He underwent a complete rebranding. Instead of presenting himself as a music hall entertainer, he adopted the far more sombre style of a scientific lecturer. Out went the sensationalist ‘once again I put on a dress and discovered the truth’ stories, and in came a pair of pince-nez glasses and academic mutton chop sideburns. Perhaps most importantly of all, instead of focusing on exposing the claims of others, Bishop declared that he himself had developed the most uncanny of abilities. Promoting himself as the ‘world’s first mind-reader’, Bishop proudly announced that he was able to demonstrate telepathy on demand.

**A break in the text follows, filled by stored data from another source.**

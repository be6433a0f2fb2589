//! Monitor, notification and event entities.

#[cfg(test)]
#[path = "model_tests.rs"]
mod tests;

use chrono::{DateTime, Timelike, Utc};
use serde::{Deserialize, Serialize};

use crate::severity::severity_name;

/// Scope value matching every node group or external id.
pub const SCOPE_ALL: &str = "ALL";

fn default_scope() -> String {
    SCOPE_ALL.to_string()
}

fn default_enabled() -> bool {
    true
}

fn scope_matches(scope: &str, value: &str) -> bool {
    scope == SCOPE_ALL || scope == value
}

/// A scheduled check definition.
#[derive(Debug, Clone, PartialEq, Eq, Serialize, Deserialize)]
pub struct Monitor {
    /// Monitor ID.
    pub monitor_id: String,
    /// Node group this monitor applies to.
    #[serde(default = "default_scope")]
    pub node_group_id: String,
    /// External id this monitor applies to.
    #[serde(default = "default_scope")]
    pub external_id: String,
    /// Registered check type name.
    #[serde(rename = "type")]
    pub monitor_type: String,
    /// Opaque configuration handed to the check.
    #[serde(default, skip_serializing_if = "Option::is_none")]
    pub expression: Option<String>,
    /// Whether the monitor is evaluated.
    #[serde(default = "default_enabled")]
    pub enabled: bool,
    /// Value at or above which an event fires.
    pub threshold: i64,
    /// Minimum seconds between evaluations.
    #[serde(default)]
    pub run_period: u64,
    /// Smoothing window size; 0 or 1 disables smoothing.
    #[serde(default)]
    pub run_count: u32,
    /// Severity copied into fired events.
    #[serde(default)]
    pub severity_level: i32,
    #[serde(default, skip_serializing_if = "Option::is_none")]
    pub create_time: Option<DateTime<Utc>>,
    #[serde(default, skip_serializing_if = "Option::is_none")]
    pub last_update_by: Option<String>,
    #[serde(default, skip_serializing_if = "Option::is_none")]
    pub last_update_time: Option<DateTime<Utc>>,
}

impl Monitor {
    /// Create an enabled monitor scoped to every node.
    pub fn new(
        monitor_id: impl Into<String>,
        monitor_type: impl Into<String>,
        threshold: i64,
    ) -> Self {
        Self {
            monitor_id: monitor_id.into(),
            node_group_id: default_scope(),
            external_id: default_scope(),
            monitor_type: monitor_type.into(),
            expression: None,
            enabled: true,
            threshold,
            run_period: 0,
            run_count: 0,
            severity_level: 0,
            create_time: None,
            last_update_by: None,
            last_update_time: None,
        }
    }

    /// Restrict to a node group and external id.
    pub fn with_scope(
        mut self,
        node_group_id: impl Into<String>,
        external_id: impl Into<String>,
    ) -> Self {
        self.node_group_id = node_group_id.into();
        self.external_id = external_id.into();
        self
    }

    pub fn with_expression(mut self, expression: impl Into<String>) -> Self {
        self.expression = Some(expression.into());
        self
    }

    pub fn with_run_period(mut self, seconds: u64) -> Self {
        self.run_period = seconds;
        self
    }

    pub fn with_run_count(mut self, count: u32) -> Self {
        self.run_count = count;
        self
    }

    pub fn with_severity(mut self, level: i32) -> Self {
        self.severity_level = level;
        self
    }

    pub fn with_enabled(mut self, enabled: bool) -> Self {
        self.enabled = enabled;
        self
    }

    /// Whether this definition applies to the given node scope.
    pub fn applies_to(&self, node_group_id: &str, external_id: &str) -> bool {
        scope_matches(&self.node_group_id, node_group_id)
            && scope_matches(&self.external_id, external_id)
    }
}

/// A severity-gated delivery rule.
#[derive(Debug, Clone, PartialEq, Eq, Serialize, Deserialize)]
pub struct Notification {
    /// Notification ID.
    pub notification_id: String,
    #[serde(default = "default_scope")]
    pub node_group_id: String,
    #[serde(default = "default_scope")]
    pub external_id: String,
    /// Minimum event severity delivered by this rule.
    #[serde(default)]
    pub severity_level: i32,
    /// Registered notification type name.
    #[serde(rename = "type")]
    pub notification_type: String,
    /// Opaque channel configuration (destination address, URL, ...).
    #[serde(default, skip_serializing_if = "Option::is_none")]
    pub expression: Option<String>,
    #[serde(default = "default_enabled")]
    pub enabled: bool,
    #[serde(default, skip_serializing_if = "Option::is_none")]
    pub create_time: Option<DateTime<Utc>>,
    #[serde(default, skip_serializing_if = "Option::is_none")]
    pub last_update_by: Option<String>,
    #[serde(default, skip_serializing_if = "Option::is_none")]
    pub last_update_time: Option<DateTime<Utc>>,
}

impl Notification {
    /// Create an enabled notification scoped to every node.
    pub fn new(
        notification_id: impl Into<String>,
        notification_type: impl Into<String>,
        severity_level: i32,
    ) -> Self {
        Self {
            notification_id: notification_id.into(),
            node_group_id: default_scope(),
            external_id: default_scope(),
            severity_level,
            notification_type: notification_type.into(),
            expression: None,
            enabled: true,
            create_time: None,
            last_update_by: None,
            last_update_time: None,
        }
    }

    pub fn with_scope(
        mut self,
        node_group_id: impl Into<String>,
        external_id: impl Into<String>,
    ) -> Self {
        self.node_group_id = node_group_id.into();
        self.external_id = external_id.into();
        self
    }

    pub fn with_expression(mut self, expression: impl Into<String>) -> Self {
        self.expression = Some(expression.into());
        self
    }

    pub fn with_enabled(mut self, enabled: bool) -> Self {
        self.enabled = enabled;
        self
    }

    /// Whether this definition applies to the given node scope.
    pub fn applies_to(&self, node_group_id: &str, external_id: &str) -> bool {
        scope_matches(&self.node_group_id, node_group_id)
            && scope_matches(&self.external_id, external_id)
    }
}

/// Composite identity of a [`MonitorEvent`].
#[derive(Debug, Clone, PartialEq, Eq, Hash, PartialOrd, Ord)]
pub struct EventKey {
    pub monitor_id: String,
    pub node_id: String,
    pub event_time: DateTime<Utc>,
}

/// One recorded threshold crossing.
#[derive(Debug, Clone, PartialEq, Eq, Serialize, Deserialize)]
pub struct MonitorEvent {
    pub monitor_id: String,
    /// Node that detected the crossing.
    pub node_id: String,
    /// Detection time, truncated to whole seconds.
    pub event_time: DateTime<Utc>,
    pub host_name: String,
    #[serde(rename = "type")]
    pub event_type: String,
    pub value: i64,
    /// Monitor threshold at the time the event fired.
    pub threshold: i64,
    pub severity_level: i32,
    #[serde(default)]
    pub notified: bool,
}

impl MonitorEvent {
    /// Record a crossing of `monitor` observed at `now` with `value`.
    pub fn fired(
        monitor: &Monitor,
        node_id: impl Into<String>,
        host_name: impl Into<String>,
        value: i64,
        now: DateTime<Utc>,
    ) -> Self {
        Self {
            monitor_id: monitor.monitor_id.clone(),
            node_id: node_id.into(),
            event_time: truncate_to_second(now),
            host_name: host_name.into(),
            event_type: monitor.monitor_type.clone(),
            value,
            threshold: monitor.threshold,
            severity_level: monitor.severity_level,
            notified: false,
        }
    }

    pub fn key(&self) -> EventKey {
        EventKey {
            monitor_id: self.monitor_id.clone(),
            node_id: self.node_id.clone(),
            event_time: self.event_time,
        }
    }

    /// One-line human readable description.
    pub fn summary(&self) -> String {
        format!(
            "[{}] {} - monitor '{}' ({}) on node {} ({}): value {} reached threshold {}",
            severity_name(self.severity_level),
            self.event_time.format("%Y-%m-%d %H:%M:%S UTC"),
            self.monitor_id,
            self.event_type,
            self.node_id,
            self.host_name,
            self.value,
            self.threshold
        )
    }
}

/// Drop sub-second precision.
pub fn truncate_to_second(time: DateTime<Utc>) -> DateTime<Utc> {
    time.with_nanosecond(0).unwrap_or(time)
}

/// Identity of the node running the engine.
#[derive(Debug, Clone, PartialEq, Eq, Serialize, Deserialize)]
pub struct NodeIdentity {
    pub node_id: String,
    pub node_group_id: String,
    pub external_id: String,
}

impl NodeIdentity {
    pub fn new(
        node_id: impl Into<String>,
        node_group_id: impl Into<String>,
        external_id: impl Into<String>,
    ) -> Self {
        Self {
            node_id: node_id.into(),
            node_group_id: node_group_id.into(),
            external_id: external_id.into(),
        }
    }
}

/// Metadata kept by a cluster lock backend for one named lock.
#[derive(Debug, Clone, PartialEq, Eq, Default, Serialize, Deserialize)]
pub struct LockInfo {
    pub lock_name: String,
    /// Server currently holding the lock.
    pub locking_server_id: Option<String>,
    /// When the current holder acquired the lock.
    pub lock_time: Option<DateTime<Utc>>,
    pub last_locking_server_id: Option<String>,
    /// Acquisition time of the most recent completed hold.
    pub last_lock_time: Option<DateTime<Utc>>,
}

impl LockInfo {
    pub fn new(lock_name: impl Into<String>) -> Self {
        Self {
            lock_name: lock_name.into(),
            ..Self::default()
        }
    }

    pub fn is_locked(&self) -> bool {
        self.locking_server_id.is_some()
    }
}

/// Query over recorded events.
#[derive(Debug, Clone, Default, PartialEq, Eq, Serialize, Deserialize)]
pub struct EventFilter {
    /// Minimum severity (inclusive).
    #[serde(default)]
    pub severity_level: i32,
    #[serde(default, rename = "type")]
    pub event_type: Option<String>,
    #[serde(default)]
    pub node_id: Option<String>,
    /// Maximum rows returned, newest first.
    #[serde(default)]
    pub limit: Option<usize>,
}

impl EventFilter {
    pub fn new(severity_level: i32) -> Self {
        Self {
            severity_level,
            ..Self::default()
        }
    }

    pub fn with_type(mut self, event_type: impl Into<String>) -> Self {
        self.event_type = Some(event_type.into());
        self
    }

    pub fn with_node_id(mut self, node_id: impl Into<String>) -> Self {
        self.node_id = Some(node_id.into());
        self
    }

    pub fn with_limit(mut self, limit: usize) -> Self {
        self.limit = Some(limit);
        self
    }

    pub fn matches(&self, event: &MonitorEvent) -> bool {
        event.severity_level >= self.severity_level
            && self
                .event_type
                .as_ref()
                .is_none_or(|t| *t == event.event_type)
            && self.node_id.as_ref().is_none_or(|n| *n == event.node_id)
    }
}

He started his performances by playing the mystery card, clearly stating that although his newfound ability was not due to psychic powers or the work of the spirits, he did not have an explanation for what he was about to demonstrate. He would then attempt a series of mind-reading stunts. In a typical performance he handed a pin to a spectator and explained that in a few moments the spectator was to hide the pin anywhere in the auditorium. Another member of the audience was asked to ensure that Bishop didn’t see where the pin was being concealed. Bishop and his chaperone then walked offstage and the pin was hidden. When he returned, he grasped the first spectator’s wrist and led him manically around the auditorium. Eventually, Bishop narrowed down his search to one small area and finally located the hidden pin.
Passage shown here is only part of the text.